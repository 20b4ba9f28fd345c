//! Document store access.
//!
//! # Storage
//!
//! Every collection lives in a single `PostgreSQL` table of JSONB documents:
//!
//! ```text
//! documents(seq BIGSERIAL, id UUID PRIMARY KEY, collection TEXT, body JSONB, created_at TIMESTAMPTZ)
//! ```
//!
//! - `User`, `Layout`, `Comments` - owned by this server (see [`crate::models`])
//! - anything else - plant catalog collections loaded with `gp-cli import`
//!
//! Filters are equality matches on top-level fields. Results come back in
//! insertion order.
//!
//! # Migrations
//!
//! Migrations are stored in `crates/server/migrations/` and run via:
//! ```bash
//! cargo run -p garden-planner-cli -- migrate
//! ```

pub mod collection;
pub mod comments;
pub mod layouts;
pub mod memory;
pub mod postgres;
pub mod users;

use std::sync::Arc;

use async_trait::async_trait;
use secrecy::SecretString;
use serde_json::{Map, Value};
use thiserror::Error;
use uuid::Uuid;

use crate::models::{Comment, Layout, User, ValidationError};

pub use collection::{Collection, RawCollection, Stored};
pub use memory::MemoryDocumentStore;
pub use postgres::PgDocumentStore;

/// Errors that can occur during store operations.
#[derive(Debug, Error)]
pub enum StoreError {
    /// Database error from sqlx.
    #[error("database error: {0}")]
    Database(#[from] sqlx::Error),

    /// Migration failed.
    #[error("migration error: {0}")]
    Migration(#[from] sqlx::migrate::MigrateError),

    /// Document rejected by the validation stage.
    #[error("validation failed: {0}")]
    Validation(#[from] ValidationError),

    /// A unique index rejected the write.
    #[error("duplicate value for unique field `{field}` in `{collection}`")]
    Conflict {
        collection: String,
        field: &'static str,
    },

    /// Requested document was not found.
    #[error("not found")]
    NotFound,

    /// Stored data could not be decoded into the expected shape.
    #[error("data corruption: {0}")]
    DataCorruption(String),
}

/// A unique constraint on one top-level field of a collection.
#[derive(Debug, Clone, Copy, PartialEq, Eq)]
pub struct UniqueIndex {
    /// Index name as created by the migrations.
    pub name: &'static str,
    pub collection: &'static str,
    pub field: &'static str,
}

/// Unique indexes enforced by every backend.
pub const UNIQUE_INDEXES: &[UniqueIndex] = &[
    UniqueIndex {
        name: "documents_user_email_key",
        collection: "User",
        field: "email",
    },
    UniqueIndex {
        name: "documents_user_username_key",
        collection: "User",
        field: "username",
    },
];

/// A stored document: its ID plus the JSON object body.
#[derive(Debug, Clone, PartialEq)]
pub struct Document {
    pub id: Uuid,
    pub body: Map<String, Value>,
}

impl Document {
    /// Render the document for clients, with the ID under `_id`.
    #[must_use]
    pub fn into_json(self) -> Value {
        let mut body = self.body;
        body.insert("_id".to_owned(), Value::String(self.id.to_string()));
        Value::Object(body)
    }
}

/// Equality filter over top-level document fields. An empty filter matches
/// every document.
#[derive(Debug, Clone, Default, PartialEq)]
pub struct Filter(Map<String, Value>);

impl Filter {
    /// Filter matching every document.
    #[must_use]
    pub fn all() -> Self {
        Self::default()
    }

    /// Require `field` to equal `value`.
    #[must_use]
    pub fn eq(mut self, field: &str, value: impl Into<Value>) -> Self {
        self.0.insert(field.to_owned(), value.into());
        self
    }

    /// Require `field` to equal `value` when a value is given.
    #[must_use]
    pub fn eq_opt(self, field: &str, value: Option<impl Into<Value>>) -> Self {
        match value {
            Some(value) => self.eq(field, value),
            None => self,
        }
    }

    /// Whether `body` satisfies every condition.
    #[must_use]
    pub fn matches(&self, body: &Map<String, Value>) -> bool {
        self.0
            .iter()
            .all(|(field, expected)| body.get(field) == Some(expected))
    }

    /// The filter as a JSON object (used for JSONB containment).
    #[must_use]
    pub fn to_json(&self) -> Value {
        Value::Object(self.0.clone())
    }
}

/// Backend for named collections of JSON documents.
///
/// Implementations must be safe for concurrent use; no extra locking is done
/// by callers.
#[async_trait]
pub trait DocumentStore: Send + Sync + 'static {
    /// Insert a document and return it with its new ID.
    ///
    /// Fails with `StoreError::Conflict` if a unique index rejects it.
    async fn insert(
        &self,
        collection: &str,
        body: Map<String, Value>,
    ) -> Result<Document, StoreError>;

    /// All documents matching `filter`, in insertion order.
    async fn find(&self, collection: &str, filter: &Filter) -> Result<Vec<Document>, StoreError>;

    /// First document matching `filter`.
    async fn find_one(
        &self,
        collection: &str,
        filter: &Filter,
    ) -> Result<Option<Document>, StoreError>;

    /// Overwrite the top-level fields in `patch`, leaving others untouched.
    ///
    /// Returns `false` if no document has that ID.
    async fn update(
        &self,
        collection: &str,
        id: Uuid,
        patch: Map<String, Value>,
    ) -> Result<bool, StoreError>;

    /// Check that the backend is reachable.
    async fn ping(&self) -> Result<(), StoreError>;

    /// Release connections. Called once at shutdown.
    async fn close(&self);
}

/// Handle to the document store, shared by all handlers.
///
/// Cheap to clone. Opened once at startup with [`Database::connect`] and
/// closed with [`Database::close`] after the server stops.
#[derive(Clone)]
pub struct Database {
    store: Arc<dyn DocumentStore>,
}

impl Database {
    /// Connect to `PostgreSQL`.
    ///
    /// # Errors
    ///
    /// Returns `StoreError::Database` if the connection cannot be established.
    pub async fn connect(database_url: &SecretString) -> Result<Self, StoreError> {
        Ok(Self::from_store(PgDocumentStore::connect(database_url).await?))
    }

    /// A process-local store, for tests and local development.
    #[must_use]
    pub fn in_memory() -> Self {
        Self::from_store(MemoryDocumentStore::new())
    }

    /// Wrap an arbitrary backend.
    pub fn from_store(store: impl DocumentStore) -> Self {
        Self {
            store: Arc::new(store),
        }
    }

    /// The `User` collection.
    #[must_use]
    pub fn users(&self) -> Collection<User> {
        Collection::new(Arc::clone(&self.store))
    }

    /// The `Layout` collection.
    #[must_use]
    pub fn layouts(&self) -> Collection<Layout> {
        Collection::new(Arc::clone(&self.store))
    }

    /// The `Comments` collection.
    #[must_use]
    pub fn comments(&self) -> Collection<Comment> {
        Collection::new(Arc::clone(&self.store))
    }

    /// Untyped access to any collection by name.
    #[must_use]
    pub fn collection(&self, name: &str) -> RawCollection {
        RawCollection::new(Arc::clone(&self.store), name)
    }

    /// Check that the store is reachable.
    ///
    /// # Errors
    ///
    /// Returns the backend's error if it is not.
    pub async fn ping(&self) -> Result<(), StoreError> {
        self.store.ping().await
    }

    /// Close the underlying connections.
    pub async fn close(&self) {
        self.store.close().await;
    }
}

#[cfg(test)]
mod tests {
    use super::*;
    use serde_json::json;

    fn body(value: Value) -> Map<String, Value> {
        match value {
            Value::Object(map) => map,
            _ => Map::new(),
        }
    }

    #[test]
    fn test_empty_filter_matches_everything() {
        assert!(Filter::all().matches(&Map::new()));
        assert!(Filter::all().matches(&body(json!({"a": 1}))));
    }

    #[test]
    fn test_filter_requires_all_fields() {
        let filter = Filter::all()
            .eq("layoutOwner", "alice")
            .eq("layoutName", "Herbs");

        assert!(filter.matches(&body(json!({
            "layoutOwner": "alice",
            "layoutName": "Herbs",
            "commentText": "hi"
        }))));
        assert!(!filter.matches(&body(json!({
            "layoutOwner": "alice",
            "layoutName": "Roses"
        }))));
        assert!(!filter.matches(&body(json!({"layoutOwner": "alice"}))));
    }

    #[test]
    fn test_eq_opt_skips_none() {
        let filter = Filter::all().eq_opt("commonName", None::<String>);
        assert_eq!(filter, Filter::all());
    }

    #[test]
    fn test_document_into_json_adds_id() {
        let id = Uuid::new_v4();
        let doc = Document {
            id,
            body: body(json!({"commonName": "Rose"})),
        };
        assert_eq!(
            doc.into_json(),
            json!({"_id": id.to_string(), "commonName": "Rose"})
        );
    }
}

◇ ◇ ◇ ◇ ◇ ◇ ◇

## WHAT TO DO
Across the material above, count every line holding "access" and write down only the number.

## TASK RESPONSE
2